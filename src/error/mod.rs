mod from;

use std::{fmt::Display, path::PathBuf, time::Duration};

use serde::Deserialize;
use thiserror::Error;

pub type Result<T> = std::result::Result<T, Error>;

#[derive(Error, Debug)]
pub enum Error {
    #[error("no files found for `{0}`")]
    InputNotFound(String),

    #[error("directory `{0}` contains itself through a symlink")]
    SymlinkCycle(PathBuf),

    #[error("archive is empty")]
    EmptyArchive,

    #[error("part size {0} is invalid")]
    InvalidPartSize(u64),

    #[error("retention limit must be at least 1")]
    InvalidRetentionLimit,

    #[error("missing config value `{0}`")]
    MissingConfig(&'static str),

    #[error("invalid config: {0}")]
    InvalidConfig(String),

    #[error("transport error: {message}")]
    Transport { message: String, retryable: bool },

    #[error("{0}")]
    Remote(RemoteError),

    #[error(
        "upload session `{session_id}` not ready after {}",
        humantime::format_duration(*waited)
    )]
    SessionTimeout { session_id: String, waited: Duration },

    #[error("{source}")]
    Io {
        #[from]
        source: std::io::Error,
    },

    #[error(transparent)]
    Other(AnyError),
}

/// Error body returned by the remote API for non-2xx responses.
#[derive(Clone, Debug, Default, PartialEq, Eq, Deserialize)]
pub struct RemoteError {
    #[serde(default)]
    pub status: u16,
    #[serde(default)]
    pub code: String,
    #[serde(default)]
    pub message: String,
    #[serde(default)]
    pub request_id: String,
    #[serde(default)]
    pub help_url: String,
}

impl Display for RemoteError {
    fn fmt(&self, f: &mut std::fmt::Formatter<'_>) -> std::fmt::Result {
        let message = if self.message.is_empty() {
            "remote request failed"
        } else {
            &self.message
        };

        write!(f, "{message} (status {}", self.status)?;
        if !self.code.is_empty() {
            write!(f, ", code `{}`", self.code)?;
        }
        if !self.request_id.is_empty() {
            write!(f, ", request id `{}`", self.request_id)?;
        }
        write!(f, ")")?;
        if !self.help_url.is_empty() {
            write!(f, ", see {}", self.help_url)?;
        }
        Ok(())
    }
}

#[derive(Error, Debug)]
pub struct AnyError(anyhow::Error);

impl Display for AnyError {
    fn fmt(&self, f: &mut std::fmt::Formatter<'_>) -> std::fmt::Result {
        write!(f, "{}", self.0)
    }
}

impl Error {
    pub fn other<E>(error: E) -> Self
    where
        E: std::error::Error + Send + Sync + 'static,
    {
        Error::Other(AnyError(error.into()))
    }

    /// Whether resending the request cannot repeat work the remote has
    /// already done.
    pub fn is_retryable(&self) -> bool {
        matches!(self, Error::Transport { retryable: true, .. })
    }
}

impl From<anyhow::Error> for Error {
    fn from(error: anyhow::Error) -> Self {
        Error::Other(AnyError(error))
    }
}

# [What is expected]
Sift through the material above and copy the lines that contain the word "anyhow".

# [Output below]
pub struct AnyError(anyhow::Error);
impl From<anyhow::Error> for Error {
    fn from(error: anyhow::Error) -> Self {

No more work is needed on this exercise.